Marina Palms Yacht Club & Residences, a 468-unit, twin-tower luxury condo project in North Miami Beach, is also targeting boat show-goers at the Yacht & Brokerage Show.

The project has a double-booth on a display barge across from the Eden Roc — complete with champagne and a video of the development’s promised lifestyle.

“Given the large yachting component and the on-the-water lifestyle, it was a synergistic decision to be at the boat show,” DevStar Group principal George Helmsetter told The Real Deal.

Marina Palms, developed by DevStar and the Plaza Group, is the first project in more than 20 years in Miami-Dade County to come with a full-service marina. The marina will fit 112 slips for yachts up to 100 feet in length.

The dock system itself will feature two fixed docks and a floating dock down the center of the marina. All boat slips will be wired for electricity and high-speed Internet.
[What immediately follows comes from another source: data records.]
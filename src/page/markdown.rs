use pulldown_cmark::{html, CowStr, Event, Options, Parser, Tag};

/// Render model output as HTML.
///
/// Raw HTML in the input is shown as text and links may only point at
/// http, https or mailto targets.
pub fn render_markdown(content: &str) -> String {
    let mut options = Options::empty();
    options.insert(Options::ENABLE_STRIKETHROUGH);
    options.insert(Options::ENABLE_TABLES);

    let parser = Parser::new_ext(content, options).map(|event| match event {
        Event::Html(raw) | Event::InlineHtml(raw) => Event::Text(raw),
        Event::Start(Tag::Link { link_type, dest_url, title, id }) if !is_safe_url(&dest_url) => {
            Event::Start(Tag::Link {
                link_type,
                dest_url: CowStr::Borrowed("#"),
                title,
                id,
            })
        }
        Event::Start(Tag::Image { link_type, dest_url, title, id }) if !is_safe_url(&dest_url) => {
            Event::Start(Tag::Image {
                link_type,
                dest_url: CowStr::Borrowed(""),
                title,
                id,
            })
        }
        other => other,
    });

    let mut html_output = String::new();
    html::push_html(&mut html_output, parser);
    html_output
}

fn is_safe_url(url: &str) -> bool {
    let lower = url.trim().to_ascii_lowercase();
    match lower.split_once(':') {
        // Relative links and fragments carry no scheme
        None => true,
        Some((scheme, _)) if scheme.contains('/') || scheme.contains('#') || scheme.contains('?') => true,
        Some((scheme, _)) => matches!(scheme, "http" | "https" | "mailto"),
    }
}
use std::io::Write;
use std::path::PathBuf;
use std::sync::Arc;

use tempfile::{Builder, NamedTempFile};

use crate::document::{ExtractedDocument, TextExtractor, UploadedFile};
use crate::error::Result;
use crate::util::string::StringUtils;
use crate::{log_debug, log_info};

/// Extracts a batch of uploads, one temporary file at a time.
#[derive(Clone)]
pub struct BatchLoader {
    extractor: Arc<dyn TextExtractor>,
    temp_dir: Option<PathBuf>,
}

impl BatchLoader {
    pub fn new(extractor: Arc<dyn TextExtractor>) -> Self {
        Self {
            extractor,
            temp_dir: None,
        }
    }

    /// Put temporary copies in `dir` instead of the OS temp directory.
    pub fn with_temp_dir(mut self, dir: Option<PathBuf>) -> Self {
        self.temp_dir = dir;
        self
    }

    /// Extract every upload in order.
    ///
    /// The first failure aborts the batch; uploads after it are not touched.
    /// Each temporary copy is removed when its extraction returns, whatever
    /// the outcome.
    pub fn load(&self, uploads: &[UploadedFile]) -> Result<Vec<ExtractedDocument>> {
        let mut documents = Vec::with_capacity(uploads.len());

        for upload in uploads {
            let text = self.extract_one(upload)?;
            log_debug!("Extracted {} chars from {}", text.chars().count(), upload.name);
            documents.push(ExtractedDocument {
                filename: upload.name.clone(),
                text,
            });
        }

        log_info!(
            "Extracted {}",
            StringUtils::maybe_pluralize_count(documents.len(), ("document", "documents"))
        );
        Ok(documents)
    }

    fn extract_one(&self, upload: &UploadedFile) -> Result<String> {
        let mut temp_file = self.create_temp_file()?;
        temp_file.write_all(&upload.bytes)?;
        temp_file.flush()?;

        // Dropping `temp_file` deletes it, on the error path too
        let result = self.extractor.extract_text(temp_file.path());
        temp_file.close()?;
        result
    }

    fn create_temp_file(&self) -> Result<NamedTempFile> {
        let mut builder = Builder::new();
        builder.prefix("upload-").suffix(".pdf");
        let file = match &self.temp_dir {
            Some(dir) => builder.tempfile_in(dir)?,
            None => builder.tempfile()?,
        };
        Ok(file)
    }
}

impl std::fmt::Debug for BatchLoader {
    fn fmt(&self, f: &mut std::fmt::Formatter<'_>) -> std::fmt::Result {
        f.debug_struct("BatchLoader")
            .field("temp_dir", &self.temp_dir)
            .finish_non_exhaustive()
    }
}
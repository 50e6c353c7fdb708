use async_trait::async_trait;
use serde::{Deserialize, Serialize};
use tokio::time::Duration;

use crate::error::{PdfQaError, Result};
use crate::log_debug;

/// One role-tagged message in an Ollama chat request
#[derive(Debug, Clone, PartialEq, Eq, Serialize, Deserialize)]
pub struct ChatMessage {
    pub role: String,
    pub content: String,
}

impl ChatMessage {
    pub fn user(content: impl Into<String>) -> Self {
        Self {
            role: "user".to_string(),
            content: content.into(),
        }
    }
}

/// Anything that can answer a chat request with generated text
#[async_trait]
pub trait ChatBackend: Send + Sync {
    async fn chat(&self, model: &str, messages: Vec<ChatMessage>) -> Result<String>;
}

#[derive(Debug, Clone, Serialize, Deserialize)]
pub struct OllamaStatus {
    pub running: bool,
    pub available_models: Vec<String>,
    pub model: String,
    pub model_available: bool,
}

#[derive(Serialize)]
struct ChatRequest<'a> {
    model: &'a str,
    messages: &'a [ChatMessage],
    stream: bool,
}

#[derive(Deserialize)]
struct OllamaResponse {
    message: OllamaMessage,
}

#[derive(Deserialize)]
struct OllamaMessage {
    content: String,
}

#[derive(Deserialize)]
struct ModelInfo {
    name: String,
}

#[derive(Deserialize)]
struct ModelsResponse {
    models: Vec<ModelInfo>,
}

/// HTTP client for a local Ollama server
#[derive(Debug, Clone)]
pub struct OllamaClient {
    base_url: String,
    client: reqwest::Client,
}

impl OllamaClient {
    pub fn new(base_url: impl Into<String>, timeout: Option<Duration>) -> Result<Self> {
        let mut builder = reqwest::Client::builder();
        if let Some(timeout) = timeout {
            builder = builder.timeout(timeout);
        }

        let base_url: String = base_url.into();
        Ok(Self {
            base_url: base_url.trim_end_matches('/').to_string(),
            client: builder.build()?,
        })
    }

    pub fn base_url(&self) -> &str {
        &self.base_url
    }

    /// Ask the server for its models; an unreachable server reports `running: false`.
    pub async fn check_status(&self, model: &str) -> OllamaStatus {
        let available_models = self.get_available_models().await;
        let running = available_models.is_ok();
        let available_models = available_models.unwrap_or_default();

        // `mistral` matches an installed `mistral:latest`
        let model_available = available_models
            .iter()
            .any(|name| name == model || name.split(':').next() == Some(model));

        OllamaStatus {
            running,
            available_models,
            model: model.to_string(),
            model_available,
        }
    }

    async fn get_available_models(&self) -> Result<Vec<String>> {
        let response = self.client
            .get(format!("{}/api/tags", self.base_url))
            .timeout(Duration::from_secs(2))
            .send()
            .await?
            .error_for_status()?;

        let models_response: ModelsResponse = response.json().await?;
        Ok(models_response.models.into_iter().map(|m| m.name).collect())
    }
}

#[async_trait]
impl ChatBackend for OllamaClient {
    async fn chat(&self, model: &str, messages: Vec<ChatMessage>) -> Result<String> {
        let url = format!("{}/api/chat", self.base_url);
        let payload = ChatRequest {
            model,
            messages: &messages,
            stream: false,
        };

        log_debug!("POST {} model={} messages={}", url, model, messages.len());
        let response = self.client
            .post(&url)
            .json(&payload)
            .send()
            .await?;

        let status = response.status();
        let body = response.text().await?;
        if !status.is_success() {
            return Err(PdfQaError::Inference(format!("{}: {}", status, body.trim())));
        }

        let ollama_response: OllamaResponse = serde_json::from_str(&body)?;
        Ok(ollama_response.message.content)
    }
}
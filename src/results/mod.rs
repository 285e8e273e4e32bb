//! Results screen: the fetched assessment, which cards a role sees, and the
//! fetch lifecycle of one visit.
pub mod domain;
pub mod policies;
pub mod services;
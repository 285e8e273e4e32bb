/// Use cases module containing application business logic orchestration
mod assessment_session;
mod run_wizard;
mod submit_assessment;
mod view_assessment;

pub use assessment_session::{AssessmentSession, SessionOutcome, LANDING_TEXT};
pub use run_wizard::{RunWizardUseCase, WizardOutcome};
pub use submit_assessment::{SubmissionState, SubmitAssessmentUseCase};
pub use view_assessment::ViewAssessmentUseCase;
Prices for units start in the low $800,000’s.

About 28 boat slips, which are only available to Marina Palms condo owners, are left.

Helmsetter said the affluent profiles of buyers at the boat shows are in line with prospective buyers, who will get an invitation to a party next week at the sales center.

Iris on the Bay, a 43-unit luxury townhouse community on Normandy Isles in Miami Beach, also has a booth at the show. Ann Nortmann, director of sales, said the development has 15 boat slips for boats between 32 and 36 feet long.

Prices for the units range from $786,000 to $1.2 million. Roughly half of the units are nearing completion.

“This is an audience interested in our project,” she said. “We feel that the price point is of the same demographic of the typical boat show [attendee].”